There's your problem! As you pointed out, Arduino libs are a joke when it comes to this sort of thing. Don't be hating on interrupts because Arduino is bad at it!
...the pin change doesn't tell you which edge it was so you may poll it after the next bounce.
Missing bounces isn't a problem; as long as you're not using a rotary encoder that's so terrible that the bounces actually never stop, simple state machines will work. I do take your point that keeping timer interrupts from being starved can be difficult; it depends entirely on whether you're trying to handle higher priority interrupts and whether you've got too much code in those interrupts, which can be a question of some subtlety. So I do agree with you that in many cases, a dedicated MCU is a reasonable solution.
I'm not hating on interrupts, I have written perfectly good uC rotary decoders before otherwise I wouldn't feel qualified to comment on it
. I am just saying it is a non-trivial problem and making things easy with hardware is so trivial in comparison. Unless I was making a billion of something, saving a few cents on cost for many hours of debugging and reduced flexibility in the main uC is not worth it. And every time you write a firmware upgrade or try to add functionality, you have to take how it interacts with the decoder into account so it is an ongoing dev cost you are committing to that can't be amortized between projects because the particular solution is always tailored to whatever else the uC is actually doing it has to interact with.
I was mainly using arduino as a visible example of what happens when people don't think about it and just assume "it can be done in software" as i see it all the time. Most of the arduino libraries have this issue where they don't combine well, people will get the rotary encoder sketch working and think great, then try the lcd driver sketch and it is working, then design their hardware and suddenly be up the creek when they try to use both libraries at once and find they do not play well together at all without completely rewriting both to take each others timing constraints into account. And then if you didn't have the foresight to route your encoder to the edge interrupt capable pins, that's some bodge wires you are going to be soldering. sigh.
I think a lot of open hardware designs suffer from this especially, since the hardware tends to be designed first then it is up to the community to write software (not that there is anything wrong with that order of doing things). But spending a slight amount more time in the hardware offloading as much as you can from the uC (whether it will actually be strictly necessary or not) makes everything really nice in the future when you try to write the firmware.

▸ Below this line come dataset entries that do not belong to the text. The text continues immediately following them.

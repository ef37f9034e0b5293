use std::fmt;

use crate::error::CursorError;
use crate::value::{Cell, CellKind, Structured};

/// Column address: 0-based position or exact (case-sensitive) name.
#[derive(Debug, Clone, Copy, PartialEq, Eq)]
pub enum Column<'a> {
    Index(usize),
    Name(&'a str),
}

impl fmt::Display for Column<'_> {
    fn fmt(&self, f: &mut fmt::Formatter<'_>) -> fmt::Result {
        match self {
            Column::Index(i) => write!(f, "#{i}"),
            Column::Name(name) => write!(f, "'{name}'"),
        }
    }
}

impl From<usize> for Column<'_> {
    fn from(i: usize) -> Self {
        Column::Index(i)
    }
}

impl<'a> From<&'a str> for Column<'a> {
    fn from(name: &'a str) -> Self {
        Column::Name(name)
    }
}

/// Forward-only, single-pass row cursor.
///
/// The table layer doesn't know concrete backends (query result set,
/// in-process array, ...). For the table, a backend is just this trait.
///
/// Contract:
/// - Getters are only called while positioned on a row (after `advance()`
///   returned `true`). The table layer enforces this before delegating.
/// - Type mismatch and I/O failures are returned as `CursorError`; they must
///   not leave the cursor in a corrupt state.
/// - `close()` releases resources exactly once in effect. It is valid before
///   the first `advance()` and repeated calls are no-ops.
/// - Getters return `Ok(None)` for NULL / absent values.
pub trait RowCursor: Send {
    /// Move to the next row. `false` means the cursor is exhausted.
    fn advance(&mut self) -> Result<bool, CursorError>;

    /// Release backing resources.
    fn close(&mut self);

    fn get_string(&mut self, column: Column<'_>) -> Result<Option<String>, CursorError>;
    fn get_int(&mut self, column: Column<'_>) -> Result<Option<i64>, CursorError>;
    fn get_float(&mut self, column: Column<'_>) -> Result<Option<f64>, CursorError>;
    fn get_bool(&mut self, column: Column<'_>) -> Result<Option<bool>, CursorError>;
    fn get_structured(&mut self, column: Column<'_>) -> Result<Option<Structured>, CursorError>;

    /// Text rendering of any column regardless of its declared type.
    fn get_as_string(&mut self, column: Column<'_>) -> Result<Option<String>, CursorError>;

    /// Read a column as the requested kind.
    ///
    /// Default: dispatch to the typed getter. Backends with a native
    /// coercion path can override it.
    fn get(&mut self, column: Column<'_>, kind: CellKind) -> Result<Option<Cell>, CursorError> {
        Ok(match kind {
            CellKind::String => self.get_string(column)?.map(Cell::String),
            CellKind::Int => self.get_int(column)?.map(Cell::Int),
            CellKind::Float => self.get_float(column)?.map(Cell::Float),
            CellKind::Bool => self.get_bool(column)?.map(Cell::Bool),
            CellKind::Structured => self.get_structured(column)?.map(Cell::Structured),
        })
    }
}

impl<C: RowCursor + ?Sized> RowCursor for Box<C> {
    fn advance(&mut self) -> Result<bool, CursorError> {
        (**self).advance()
    }

    fn close(&mut self) {
        (**self).close()
    }

    fn get_string(&mut self, column: Column<'_>) -> Result<Option<String>, CursorError> {
        (**self).get_string(column)
    }

    fn get_int(&mut self, column: Column<'_>) -> Result<Option<i64>, CursorError> {
        (**self).get_int(column)
    }

    fn get_float(&mut self, column: Column<'_>) -> Result<Option<f64>, CursorError> {
        (**self).get_float(column)
    }

    fn get_bool(&mut self, column: Column<'_>) -> Result<Option<bool>, CursorError> {
        (**self).get_bool(column)
    }

    fn get_structured(&mut self, column: Column<'_>) -> Result<Option<Structured>, CursorError> {
        (**self).get_structured(column)
    }

    fn get_as_string(&mut self, column: Column<'_>) -> Result<Option<String>, CursorError> {
        (**self).get_as_string(column)
    }

    fn get(&mut self, column: Column<'_>, kind: CellKind) -> Result<Option<Cell>, CursorError> {
        (**self).get(column, kind)
    }
}

#[cfg(test)]
mod tests {
    use super::*;

    /// Single-row cursor holding one int column.
    struct OneInt {
        rows_left: usize,
    }

    impl RowCursor for OneInt {
        fn advance(&mut self) -> Result<bool, CursorError> {
            if self.rows_left == 0 {
                return Ok(false);
            }
            self.rows_left -= 1;
            Ok(true)
        }

        fn close(&mut self) {}

        fn get_string(&mut self, c: Column<'_>) -> Result<Option<String>, CursorError> {
            Err(CursorError::type_mismatch(format!("{c} is int")))
        }

        fn get_int(&mut self, _: Column<'_>) -> Result<Option<i64>, CursorError> {
            Ok(Some(7))
        }

        fn get_float(&mut self, _: Column<'_>) -> Result<Option<f64>, CursorError> {
            Ok(Some(7.0))
        }

        fn get_bool(&mut self, c: Column<'_>) -> Result<Option<bool>, CursorError> {
            Err(CursorError::type_mismatch(format!("{c} is int")))
        }

        fn get_structured(&mut self, _: Column<'_>) -> Result<Option<Structured>, CursorError> {
            Ok(None)
        }

        fn get_as_string(&mut self, _: Column<'_>) -> Result<Option<String>, CursorError> {
            Ok(Some("7".into()))
        }
    }

    #[test]
    fn default_get_dispatches_by_kind() {
        let mut c: Box<dyn RowCursor> = Box::new(OneInt { rows_left: 1 });
        assert!(c.advance().unwrap());
        assert_eq!(c.get(Column::Index(0), CellKind::Int).unwrap(), Some(Cell::Int(7)));
        assert_eq!(c.get("n".into(), CellKind::Structured).unwrap(), None);
        let err = c.get(Column::Name("n"), CellKind::Bool).unwrap_err();
        assert_eq!(err.message, "'n' is int");
        assert!(!c.advance().unwrap());
    }
}
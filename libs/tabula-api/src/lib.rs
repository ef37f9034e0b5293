pub mod cursor;
pub mod error;
pub mod props;
pub mod schema;
pub mod value;

pub use cursor::{Column, RowCursor};
pub use error::{CursorError, ErrorKind};
pub use props::Properties;
pub use schema::{ColumnDef, ColumnType, Schema};
pub use value::{is_list, Cell, CellKind, Structured};
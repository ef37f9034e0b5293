use std::fmt;
use std::str::FromStr;

use crate::schema::ColumnType;

/// Structured cell: ordered mapping from key to an untyped value.
///
/// Key order is insertion order (`serde_json` is built with `preserve_order`).
pub type Structured = serde_json::Map<String, serde_json::Value>;

/// Whether a structured cell holds a list: its keys are exactly `"0"`, `"1"`,
/// ... in order. Backends without a native list shape key items by position.
pub fn is_list(map: &Structured) -> bool {
    !map.is_empty() && map.keys().enumerate().all(|(i, key)| *key == i.to_string())
}

/// Value of one cell as returned by a typed getter.
///
/// There is no null variant: getters return `Option<Cell>` (or `Option<T>`)
/// and `None` is the backend's NULL / absent value.
#[derive(Debug, Clone, PartialEq)]
pub enum Cell {
    String(String),
    Int(i64),
    Float(f64),
    Bool(bool),
    Structured(Structured),
}

impl Cell {
    pub fn kind(&self) -> CellKind {
        match self {
            Cell::String(_) => CellKind::String,
            Cell::Int(_) => CellKind::Int,
            Cell::Float(_) => CellKind::Float,
            Cell::Bool(_) => CellKind::Bool,
            Cell::Structured(_) => CellKind::Structured,
        }
    }

    /// Native JSON form. Non-finite floats have no JSON number and become `null`;
    /// list-shaped structured cells become arrays.
    pub fn to_json(&self) -> serde_json::Value {
        match self {
            Cell::String(s) => serde_json::Value::String(s.clone()),
            Cell::Int(n) => serde_json::Value::Number((*n).into()),
            Cell::Float(f) => serde_json::Number::from_f64(*f)
                .map(serde_json::Value::Number)
                .unwrap_or(serde_json::Value::Null),
            Cell::Bool(b) => serde_json::Value::Bool(*b),
            Cell::Structured(m) if is_list(m) => {
                serde_json::Value::Array(m.values().cloned().collect())
            }
            Cell::Structured(m) => serde_json::Value::Object(m.clone()),
        }
    }

    /// Owned form of `to_json`.
    pub fn into_json(self) -> serde_json::Value {
        match self {
            Cell::String(s) => serde_json::Value::String(s),
            Cell::Structured(m) if is_list(&m) => {
                serde_json::Value::Array(m.into_iter().map(|(_, v)| v).collect())
            }
            Cell::Structured(m) => serde_json::Value::Object(m),
            scalar => scalar.to_json(),
        }
    }

    /// Text form used for string coercion and XML text nodes.
    /// Structured cells render as compact JSON.
    pub fn render(&self) -> String {
        match self {
            Cell::String(s) => s.clone(),
            Cell::Int(n) => n.to_string(),
            Cell::Float(f) => f.to_string(),
            Cell::Bool(b) => b.to_string(),
            Cell::Structured(_) => self.to_json().to_string(),
        }
    }
}

impl fmt::Display for Cell {
    fn fmt(&self, f: &mut fmt::Formatter<'_>) -> fmt::Result {
        f.write_str(&self.render())
    }
}

impl From<&str> for Cell {
    fn from(s: &str) -> Self {
        Cell::String(s.to_string())
    }
}

impl From<String> for Cell {
    fn from(s: String) -> Self {
        Cell::String(s)
    }
}

impl From<i64> for Cell {
    fn from(n: i64) -> Self {
        Cell::Int(n)
    }
}

impl From<f64> for Cell {
    fn from(f: f64) -> Self {
        Cell::Float(f)
    }
}

impl From<bool> for Cell {
    fn from(b: bool) -> Self {
        Cell::Bool(b)
    }
}

impl From<Structured> for Cell {
    fn from(m: Structured) -> Self {
        Cell::Structured(m)
    }
}

/// Target kind for the generic "get as requested kind" operation.
#[derive(Debug, Clone, Copy, PartialEq, Eq, Hash)]
pub enum CellKind {
    String,
    Int,
    Float,
    Bool,
    Structured,
}

impl CellKind {
    pub fn name(self) -> &'static str {
        match self {
            CellKind::String => "string",
            CellKind::Int => "int",
            CellKind::Float => "float",
            CellKind::Bool => "boolean",
            CellKind::Structured => "structured",
        }
    }

    /// Getter kind matching a declared column type.
    ///
    /// `None` for `ColumnType::Other`; such columns are read through string
    /// coercion.
    pub fn for_column(column_type: &ColumnType) -> Option<CellKind> {
        match column_type {
            ColumnType::String => Some(CellKind::String),
            ColumnType::Int => Some(CellKind::Int),
            ColumnType::Float => Some(CellKind::Float),
            ColumnType::Boolean => Some(CellKind::Bool),
            ColumnType::Array => Some(CellKind::Structured),
            ColumnType::Other(_) => None,
        }
    }
}

impl fmt::Display for CellKind {
    fn fmt(&self, f: &mut fmt::Formatter<'_>) -> fmt::Result {
        f.write_str(self.name())
    }
}

impl FromStr for CellKind {
    type Err = String;

    fn from_str(s: &str) -> Result<Self, Self::Err> {
        match s {
            "string" => Ok(CellKind::String),
            "int" | "integer" => Ok(CellKind::Int),
            "float" | "double" => Ok(CellKind::Float),
            "boolean" | "bool" => Ok(CellKind::Bool),
            "structured" | "array" | "map" => Ok(CellKind::Structured),
            other => Err(format!("unknown cell kind '{other}'")),
        }
    }
}

#[cfg(test)]
mod tests {
    use super::*;
    use serde_json::json;

    #[test]
    fn non_finite_float_renders_as_json_null() {
        assert_eq!(Cell::Float(f64::NAN).to_json(), serde_json::Value::Null);
        assert_eq!(Cell::Float(1.5).to_json(), json!(1.5));
    }

    #[test]
    fn structured_render_keeps_key_order() {
        let mut m = Structured::new();
        m.insert("z".into(), json!(1));
        m.insert("a".into(), json!([true, null]));
        assert_eq!(Cell::Structured(m).render(), r#"{"z":1,"a":[true,null]}"#);
    }

    #[test]
    fn position_keyed_cells_render_as_arrays() {
        let list: Structured = [("0", json!("x")), ("1", json!({"k": 1}))]
            .into_iter()
            .map(|(k, v)| (k.to_string(), v))
            .collect();
        assert!(is_list(&list));
        assert_eq!(Cell::Structured(list.clone()).to_json(), json!(["x", {"k": 1}]));
        assert_eq!(Cell::Structured(list.clone()).render(), r#"["x",{"k":1}]"#);
        assert_eq!(Cell::Structured(list).into_json(), json!(["x", {"k": 1}]));

        let mut gap = Structured::new();
        gap.insert("0".into(), json!(1));
        gap.insert("2".into(), json!(2));
        assert!(!is_list(&gap));
        let mut padded = Structured::new();
        padded.insert("00".into(), json!(1));
        assert!(!is_list(&padded));
        assert!(!is_list(&Structured::new()));
        assert_eq!(Cell::Structured(gap).into_json(), json!({"0": 1, "2": 2}));
    }

    #[test]
    fn kind_follows_declared_type() {
        assert_eq!(CellKind::for_column(&ColumnType::Array), Some(CellKind::Structured));
        assert_eq!(CellKind::for_column(&ColumnType::Other("blob".into())), None);
        assert_eq!("bool".parse::<CellKind>(), Ok(CellKind::Bool));
        assert!("blob".parse::<CellKind>().is_err());
    }
}
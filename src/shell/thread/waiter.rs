use nix::unistd::Pid;

use super::job::JobTable;

/// Tracks the job the read loop is blocked on.
///
/// The read loop waits for a reply from the worker; the worker holds that reply
/// back while the armed pid is still the table's foreground job and releases it
/// once the job has exited, stopped or moved to the background.
#[derive(Debug, Default)]
pub struct ForegroundWaiter {
    pid: Option<Pid>,
}

impl ForegroundWaiter {
    pub fn new() -> Self {
        Self::default()
    }

    pub fn arm(&mut self, pid: Pid) {
        tracing::trace!(%pid, "waiting for foreground job");
        self.pid = Some(pid);
    }

    pub fn waiting_on(&self) -> Option<Pid> {
        self.pid
    }

    /// True exactly once, when the armed job has left the foreground.
    pub fn poll(&mut self, jobs: &JobTable) -> bool {
        match self.pid {
            Some(pid) if jobs.foreground_pid() != Some(pid) => {
                tracing::trace!(%pid, "foreground released");
                self.pid = None;
                true
            }
            _ => false,
        }
    }
}
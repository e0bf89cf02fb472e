/// A tokenized command line.
#[derive(Debug, Clone, PartialEq, Eq)]
pub struct Cmd<'a> {
    pub args: Vec<&'a str>,
    pub background: bool, // Trailing `&`
}

impl<'a> Cmd<'a> {
    pub fn name(&self) -> Option<&'a str> {
        self.args.first().copied()
    }

    pub fn is_empty(&self) -> bool {
        self.args.is_empty()
    }
}

/// Split a raw line into arguments.
///
/// Tokens are separated by whitespace. A token starting with `'` runs up to the
/// next `'` (or the end of the line) and may contain spaces. A standalone `&`
/// at the end asks for a background job and is dropped from the arguments.
pub fn parse_cmd(line: &str) -> Cmd<'_> {
    let mut args = Vec::new();
    let mut rest = line.trim_start();

    while !rest.is_empty() {
        let (token, remainder) = match rest.strip_prefix('\'') {
            Some(quoted) => match quoted.find('\'') {
                Some(end) => (&quoted[..end], &quoted[end + 1..]),
                None => (quoted, ""),
            },
            None => match rest.find(char::is_whitespace) {
                Some(end) => (&rest[..end], &rest[end..]),
                None => (rest, ""),
            },
        };
        args.push(token);
        rest = remainder.trim_start();
    }

    let background = args.last() == Some(&"&");
    if background {
        args.pop();
    }
    Cmd { args, background }
}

Note this doesn't apply to a dedicated uC properly implemented, because then you know beforehand there is nothing else the uC is doing that might cause an issue in the future, whether you do that or have some discrete logic depends on what you are doing. For reusable circuits, I tend to design a discrete logic solution with jellybean chips once and never worry about it again. The schematic is good forever with many different logic families and doesn't depend on any particular manufacturer part or devel environment still existing in ten years when I revisit it or just want to use it as a black box in something new. If it turns out something I design is going to be produced by the millions where saving a dime makes a huge difference to he bottom line then I can afford to spend the time rethinking things for a respin which will probably need to happen anyway.